----- AVAILABLE DATA
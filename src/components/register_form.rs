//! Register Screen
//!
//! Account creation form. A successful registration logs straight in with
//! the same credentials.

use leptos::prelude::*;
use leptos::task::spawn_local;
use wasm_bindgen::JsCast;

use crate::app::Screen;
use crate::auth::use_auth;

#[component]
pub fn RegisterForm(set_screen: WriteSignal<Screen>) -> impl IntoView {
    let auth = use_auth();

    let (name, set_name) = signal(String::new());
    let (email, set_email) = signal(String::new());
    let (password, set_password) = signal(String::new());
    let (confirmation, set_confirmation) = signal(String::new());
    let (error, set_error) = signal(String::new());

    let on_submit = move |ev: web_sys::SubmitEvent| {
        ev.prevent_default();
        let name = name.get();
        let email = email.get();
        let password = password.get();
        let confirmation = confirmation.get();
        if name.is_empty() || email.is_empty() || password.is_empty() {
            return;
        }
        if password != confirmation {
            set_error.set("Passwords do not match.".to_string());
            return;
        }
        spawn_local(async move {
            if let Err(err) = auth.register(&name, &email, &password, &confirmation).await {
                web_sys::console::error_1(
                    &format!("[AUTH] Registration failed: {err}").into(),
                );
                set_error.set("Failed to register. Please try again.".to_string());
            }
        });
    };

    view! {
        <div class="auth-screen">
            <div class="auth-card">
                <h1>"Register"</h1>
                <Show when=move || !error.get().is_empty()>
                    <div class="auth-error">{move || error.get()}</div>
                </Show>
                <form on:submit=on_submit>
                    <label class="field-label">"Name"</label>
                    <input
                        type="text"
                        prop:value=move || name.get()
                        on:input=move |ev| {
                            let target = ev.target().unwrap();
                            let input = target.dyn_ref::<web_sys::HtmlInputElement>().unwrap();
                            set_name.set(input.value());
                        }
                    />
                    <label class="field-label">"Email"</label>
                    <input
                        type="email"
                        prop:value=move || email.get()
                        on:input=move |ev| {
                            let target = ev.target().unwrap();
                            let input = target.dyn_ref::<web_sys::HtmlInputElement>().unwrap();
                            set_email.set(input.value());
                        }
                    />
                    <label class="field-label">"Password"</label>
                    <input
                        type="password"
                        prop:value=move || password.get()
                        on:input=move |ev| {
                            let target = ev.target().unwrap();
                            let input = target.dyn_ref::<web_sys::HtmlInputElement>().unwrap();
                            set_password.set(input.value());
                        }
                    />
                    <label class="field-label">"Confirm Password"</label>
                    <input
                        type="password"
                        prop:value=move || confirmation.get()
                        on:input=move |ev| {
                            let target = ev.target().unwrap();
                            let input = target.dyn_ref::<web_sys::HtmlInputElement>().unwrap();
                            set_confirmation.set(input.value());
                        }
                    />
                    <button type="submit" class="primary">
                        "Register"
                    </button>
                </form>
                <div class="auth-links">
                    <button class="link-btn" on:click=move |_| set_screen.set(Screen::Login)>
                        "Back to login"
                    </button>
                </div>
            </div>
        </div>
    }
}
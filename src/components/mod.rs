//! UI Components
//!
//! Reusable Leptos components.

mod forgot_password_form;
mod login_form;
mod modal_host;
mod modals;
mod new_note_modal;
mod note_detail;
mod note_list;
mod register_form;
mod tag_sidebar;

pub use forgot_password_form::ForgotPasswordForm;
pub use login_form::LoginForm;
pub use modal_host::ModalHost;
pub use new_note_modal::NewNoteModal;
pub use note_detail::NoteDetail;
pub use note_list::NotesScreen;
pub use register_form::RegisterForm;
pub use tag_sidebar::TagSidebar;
----------
----- AVAILABLE DATA
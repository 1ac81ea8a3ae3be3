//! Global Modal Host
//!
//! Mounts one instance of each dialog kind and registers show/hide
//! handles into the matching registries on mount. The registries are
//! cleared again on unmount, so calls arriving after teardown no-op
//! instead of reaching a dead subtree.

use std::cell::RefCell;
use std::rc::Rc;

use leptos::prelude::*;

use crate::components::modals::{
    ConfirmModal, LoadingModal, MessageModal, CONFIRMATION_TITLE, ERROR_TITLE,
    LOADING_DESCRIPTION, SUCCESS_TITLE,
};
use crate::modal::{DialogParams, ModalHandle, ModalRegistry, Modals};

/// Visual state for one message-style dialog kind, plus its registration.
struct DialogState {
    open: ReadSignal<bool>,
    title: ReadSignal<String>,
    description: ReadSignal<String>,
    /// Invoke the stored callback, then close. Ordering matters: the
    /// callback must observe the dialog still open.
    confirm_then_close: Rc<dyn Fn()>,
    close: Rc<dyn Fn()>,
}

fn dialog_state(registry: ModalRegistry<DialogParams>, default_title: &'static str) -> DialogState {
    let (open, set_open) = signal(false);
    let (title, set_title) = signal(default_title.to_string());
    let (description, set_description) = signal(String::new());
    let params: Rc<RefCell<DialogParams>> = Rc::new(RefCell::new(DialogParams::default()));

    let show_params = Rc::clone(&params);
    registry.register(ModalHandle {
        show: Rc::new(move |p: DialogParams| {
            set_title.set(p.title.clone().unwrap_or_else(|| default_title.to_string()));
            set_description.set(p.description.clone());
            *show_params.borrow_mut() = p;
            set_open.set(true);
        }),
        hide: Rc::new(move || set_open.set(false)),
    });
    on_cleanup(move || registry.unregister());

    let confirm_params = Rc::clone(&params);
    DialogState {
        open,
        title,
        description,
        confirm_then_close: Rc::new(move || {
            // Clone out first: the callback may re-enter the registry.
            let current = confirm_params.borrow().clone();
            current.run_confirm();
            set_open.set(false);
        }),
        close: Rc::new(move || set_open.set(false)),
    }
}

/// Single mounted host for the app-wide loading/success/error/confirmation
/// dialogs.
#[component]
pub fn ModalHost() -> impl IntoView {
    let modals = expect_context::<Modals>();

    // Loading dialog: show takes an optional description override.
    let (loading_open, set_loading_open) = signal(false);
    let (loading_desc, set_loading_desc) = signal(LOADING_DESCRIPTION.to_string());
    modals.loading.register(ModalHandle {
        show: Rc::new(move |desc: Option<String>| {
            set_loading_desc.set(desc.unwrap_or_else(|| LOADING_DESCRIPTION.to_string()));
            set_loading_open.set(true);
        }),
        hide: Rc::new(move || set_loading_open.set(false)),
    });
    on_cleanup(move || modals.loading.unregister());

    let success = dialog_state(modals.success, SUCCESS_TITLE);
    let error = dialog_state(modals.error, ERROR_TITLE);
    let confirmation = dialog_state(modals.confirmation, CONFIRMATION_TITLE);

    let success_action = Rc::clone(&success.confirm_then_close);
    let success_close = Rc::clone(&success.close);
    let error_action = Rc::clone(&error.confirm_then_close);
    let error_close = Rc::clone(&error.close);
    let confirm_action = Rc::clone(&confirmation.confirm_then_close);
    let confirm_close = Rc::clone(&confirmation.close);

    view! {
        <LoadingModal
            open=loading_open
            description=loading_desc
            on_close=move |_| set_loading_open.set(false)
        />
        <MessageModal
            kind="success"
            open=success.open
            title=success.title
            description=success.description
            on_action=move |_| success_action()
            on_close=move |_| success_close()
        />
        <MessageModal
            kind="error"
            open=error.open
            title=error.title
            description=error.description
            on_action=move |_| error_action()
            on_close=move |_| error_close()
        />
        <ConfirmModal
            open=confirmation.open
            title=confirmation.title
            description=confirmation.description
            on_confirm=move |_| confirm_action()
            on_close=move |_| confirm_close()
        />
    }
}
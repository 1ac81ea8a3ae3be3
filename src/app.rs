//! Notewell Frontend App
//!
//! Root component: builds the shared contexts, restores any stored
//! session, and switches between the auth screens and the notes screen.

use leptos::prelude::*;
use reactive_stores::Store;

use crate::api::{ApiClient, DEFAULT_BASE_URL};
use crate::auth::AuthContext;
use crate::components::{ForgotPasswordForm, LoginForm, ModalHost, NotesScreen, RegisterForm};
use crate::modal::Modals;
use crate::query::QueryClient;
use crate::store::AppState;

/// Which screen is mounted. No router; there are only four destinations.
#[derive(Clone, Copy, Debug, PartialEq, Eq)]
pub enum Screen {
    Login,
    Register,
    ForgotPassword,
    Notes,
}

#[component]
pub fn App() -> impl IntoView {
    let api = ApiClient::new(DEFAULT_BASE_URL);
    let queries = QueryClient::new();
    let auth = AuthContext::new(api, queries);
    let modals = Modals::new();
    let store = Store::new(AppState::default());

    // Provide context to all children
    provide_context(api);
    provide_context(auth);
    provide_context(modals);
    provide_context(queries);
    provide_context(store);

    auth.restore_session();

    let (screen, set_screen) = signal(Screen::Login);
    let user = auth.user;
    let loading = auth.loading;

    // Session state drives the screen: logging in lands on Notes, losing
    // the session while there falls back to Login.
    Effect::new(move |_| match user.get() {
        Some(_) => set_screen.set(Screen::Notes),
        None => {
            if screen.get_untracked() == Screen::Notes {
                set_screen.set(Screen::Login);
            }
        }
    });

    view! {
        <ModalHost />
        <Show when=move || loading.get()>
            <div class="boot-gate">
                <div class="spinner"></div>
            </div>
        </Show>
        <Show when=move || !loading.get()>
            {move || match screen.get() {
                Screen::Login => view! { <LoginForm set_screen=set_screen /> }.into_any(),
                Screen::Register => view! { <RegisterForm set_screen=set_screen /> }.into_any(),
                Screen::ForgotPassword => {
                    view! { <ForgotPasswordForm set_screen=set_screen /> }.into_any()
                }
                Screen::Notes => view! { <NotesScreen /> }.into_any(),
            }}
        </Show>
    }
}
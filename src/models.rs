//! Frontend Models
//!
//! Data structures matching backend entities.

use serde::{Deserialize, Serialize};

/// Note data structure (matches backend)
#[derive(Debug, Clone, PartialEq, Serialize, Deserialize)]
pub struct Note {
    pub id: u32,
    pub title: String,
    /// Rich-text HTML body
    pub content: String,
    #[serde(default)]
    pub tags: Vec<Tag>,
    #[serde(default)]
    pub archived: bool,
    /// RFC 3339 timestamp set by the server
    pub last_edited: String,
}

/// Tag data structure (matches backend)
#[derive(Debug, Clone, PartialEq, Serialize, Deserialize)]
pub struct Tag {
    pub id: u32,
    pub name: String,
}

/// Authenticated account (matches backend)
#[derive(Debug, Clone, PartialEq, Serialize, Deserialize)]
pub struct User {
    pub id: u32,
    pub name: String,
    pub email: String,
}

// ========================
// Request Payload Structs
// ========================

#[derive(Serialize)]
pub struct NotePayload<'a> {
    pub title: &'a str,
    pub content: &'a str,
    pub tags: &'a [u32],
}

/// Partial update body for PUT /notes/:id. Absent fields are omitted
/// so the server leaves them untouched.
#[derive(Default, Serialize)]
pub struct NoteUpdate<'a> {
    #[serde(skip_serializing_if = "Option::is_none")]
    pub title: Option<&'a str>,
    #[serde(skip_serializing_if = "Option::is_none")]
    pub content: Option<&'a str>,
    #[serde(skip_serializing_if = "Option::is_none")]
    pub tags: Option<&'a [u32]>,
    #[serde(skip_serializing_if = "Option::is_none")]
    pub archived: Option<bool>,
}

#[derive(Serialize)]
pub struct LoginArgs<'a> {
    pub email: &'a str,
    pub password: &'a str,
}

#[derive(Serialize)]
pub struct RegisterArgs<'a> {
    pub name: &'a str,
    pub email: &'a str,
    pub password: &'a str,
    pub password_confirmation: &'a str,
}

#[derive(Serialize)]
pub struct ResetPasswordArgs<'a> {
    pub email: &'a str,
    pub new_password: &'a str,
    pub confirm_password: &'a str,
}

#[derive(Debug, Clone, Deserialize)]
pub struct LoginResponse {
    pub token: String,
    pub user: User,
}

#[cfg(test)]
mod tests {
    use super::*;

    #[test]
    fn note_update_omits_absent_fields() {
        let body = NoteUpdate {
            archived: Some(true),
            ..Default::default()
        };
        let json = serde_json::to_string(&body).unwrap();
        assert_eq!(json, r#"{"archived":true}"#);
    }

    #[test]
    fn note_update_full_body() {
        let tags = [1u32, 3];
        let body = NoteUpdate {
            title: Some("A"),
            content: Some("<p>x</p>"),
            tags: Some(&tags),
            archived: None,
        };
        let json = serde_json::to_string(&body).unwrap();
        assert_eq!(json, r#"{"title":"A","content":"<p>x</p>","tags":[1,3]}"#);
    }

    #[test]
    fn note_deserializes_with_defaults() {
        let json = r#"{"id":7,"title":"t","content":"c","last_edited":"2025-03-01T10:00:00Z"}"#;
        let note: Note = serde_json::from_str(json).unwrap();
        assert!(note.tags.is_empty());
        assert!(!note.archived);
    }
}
----------
----- AVAILABLE DATA
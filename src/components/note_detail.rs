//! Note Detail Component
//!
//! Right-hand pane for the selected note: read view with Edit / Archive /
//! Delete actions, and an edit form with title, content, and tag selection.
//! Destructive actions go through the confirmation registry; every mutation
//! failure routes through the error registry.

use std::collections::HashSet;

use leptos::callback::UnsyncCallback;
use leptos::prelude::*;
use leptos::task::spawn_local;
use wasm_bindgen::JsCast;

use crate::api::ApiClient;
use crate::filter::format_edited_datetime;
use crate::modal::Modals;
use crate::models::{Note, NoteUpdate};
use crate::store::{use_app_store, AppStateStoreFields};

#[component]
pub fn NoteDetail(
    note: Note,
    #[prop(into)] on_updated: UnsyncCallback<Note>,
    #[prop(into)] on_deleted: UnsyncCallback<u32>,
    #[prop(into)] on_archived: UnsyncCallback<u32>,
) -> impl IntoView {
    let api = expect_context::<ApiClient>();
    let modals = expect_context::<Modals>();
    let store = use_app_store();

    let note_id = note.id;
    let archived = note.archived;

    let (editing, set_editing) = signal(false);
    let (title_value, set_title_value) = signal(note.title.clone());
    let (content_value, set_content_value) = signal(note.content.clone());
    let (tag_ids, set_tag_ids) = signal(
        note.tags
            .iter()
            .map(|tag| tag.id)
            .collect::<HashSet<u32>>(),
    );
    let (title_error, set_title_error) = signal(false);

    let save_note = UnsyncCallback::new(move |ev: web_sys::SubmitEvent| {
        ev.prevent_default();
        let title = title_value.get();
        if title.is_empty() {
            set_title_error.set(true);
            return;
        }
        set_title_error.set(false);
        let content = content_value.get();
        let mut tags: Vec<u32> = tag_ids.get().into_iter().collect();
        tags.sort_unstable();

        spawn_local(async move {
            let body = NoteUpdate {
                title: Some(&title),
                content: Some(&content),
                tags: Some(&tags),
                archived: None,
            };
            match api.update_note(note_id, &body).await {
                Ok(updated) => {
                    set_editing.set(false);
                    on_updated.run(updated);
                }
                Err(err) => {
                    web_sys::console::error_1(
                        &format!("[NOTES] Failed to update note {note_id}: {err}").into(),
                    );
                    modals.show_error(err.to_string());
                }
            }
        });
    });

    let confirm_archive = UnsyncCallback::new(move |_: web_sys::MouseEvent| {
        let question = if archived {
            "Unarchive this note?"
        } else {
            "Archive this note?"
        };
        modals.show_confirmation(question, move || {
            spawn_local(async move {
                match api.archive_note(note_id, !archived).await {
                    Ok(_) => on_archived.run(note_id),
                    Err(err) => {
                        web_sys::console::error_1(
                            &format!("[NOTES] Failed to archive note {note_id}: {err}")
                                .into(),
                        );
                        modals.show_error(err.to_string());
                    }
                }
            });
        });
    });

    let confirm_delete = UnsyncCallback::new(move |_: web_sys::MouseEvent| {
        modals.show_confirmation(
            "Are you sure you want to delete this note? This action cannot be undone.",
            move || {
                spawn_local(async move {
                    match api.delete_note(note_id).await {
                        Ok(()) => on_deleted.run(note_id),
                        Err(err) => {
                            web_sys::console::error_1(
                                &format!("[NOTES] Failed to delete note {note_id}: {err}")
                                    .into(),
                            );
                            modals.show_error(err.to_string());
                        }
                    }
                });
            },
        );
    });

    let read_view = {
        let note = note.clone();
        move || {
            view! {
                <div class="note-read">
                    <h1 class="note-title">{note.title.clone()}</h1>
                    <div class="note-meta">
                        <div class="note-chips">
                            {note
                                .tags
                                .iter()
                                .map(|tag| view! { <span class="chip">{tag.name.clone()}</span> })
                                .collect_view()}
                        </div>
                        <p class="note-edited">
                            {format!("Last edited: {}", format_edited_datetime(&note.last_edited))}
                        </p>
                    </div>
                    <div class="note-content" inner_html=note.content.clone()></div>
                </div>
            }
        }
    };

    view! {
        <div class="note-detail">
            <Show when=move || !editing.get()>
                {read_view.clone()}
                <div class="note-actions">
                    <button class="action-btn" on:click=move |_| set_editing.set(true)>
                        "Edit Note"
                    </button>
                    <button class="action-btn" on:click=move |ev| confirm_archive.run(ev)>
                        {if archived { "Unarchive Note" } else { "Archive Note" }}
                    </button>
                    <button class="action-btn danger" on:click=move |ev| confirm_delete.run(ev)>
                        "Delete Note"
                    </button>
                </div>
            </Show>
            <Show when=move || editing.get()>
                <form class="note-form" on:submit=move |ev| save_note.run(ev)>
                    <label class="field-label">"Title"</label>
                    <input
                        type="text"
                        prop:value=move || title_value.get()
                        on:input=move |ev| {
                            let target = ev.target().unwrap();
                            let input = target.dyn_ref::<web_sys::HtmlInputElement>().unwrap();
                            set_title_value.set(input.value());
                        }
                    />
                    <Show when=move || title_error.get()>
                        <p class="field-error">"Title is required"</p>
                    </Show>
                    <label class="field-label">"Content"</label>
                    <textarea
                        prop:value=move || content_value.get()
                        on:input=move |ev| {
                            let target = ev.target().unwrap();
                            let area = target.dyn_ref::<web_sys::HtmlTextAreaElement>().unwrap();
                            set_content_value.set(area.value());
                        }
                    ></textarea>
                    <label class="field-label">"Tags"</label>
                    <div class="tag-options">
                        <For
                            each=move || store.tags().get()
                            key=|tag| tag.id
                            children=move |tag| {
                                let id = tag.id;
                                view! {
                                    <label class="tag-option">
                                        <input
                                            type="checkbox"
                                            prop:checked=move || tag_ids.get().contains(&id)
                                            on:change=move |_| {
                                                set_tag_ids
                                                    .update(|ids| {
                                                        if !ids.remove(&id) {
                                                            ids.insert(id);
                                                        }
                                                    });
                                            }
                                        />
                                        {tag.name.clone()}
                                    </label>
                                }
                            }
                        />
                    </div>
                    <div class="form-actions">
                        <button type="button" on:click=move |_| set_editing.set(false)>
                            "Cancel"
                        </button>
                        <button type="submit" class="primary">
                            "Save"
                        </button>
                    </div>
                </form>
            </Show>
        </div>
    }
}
----------
YOUR TASK |
Check each line of the records for the string "label" and copy those that have it.

RESULT FOR THIS TASK |
                    <label class="field-label">"Name"</label>
                    <label class="field-label">"Email"</label>
                    <label class="field-label">"Password"</label>
                    <label class="field-label">"Confirm Password"</label>
                    <label class="field-label">"Title"</label>
                    <label class="field-label">"Content"</label>
                    <label class="field-label">"Tags"</label>
                                    <label class="tag-option">
                                    </label>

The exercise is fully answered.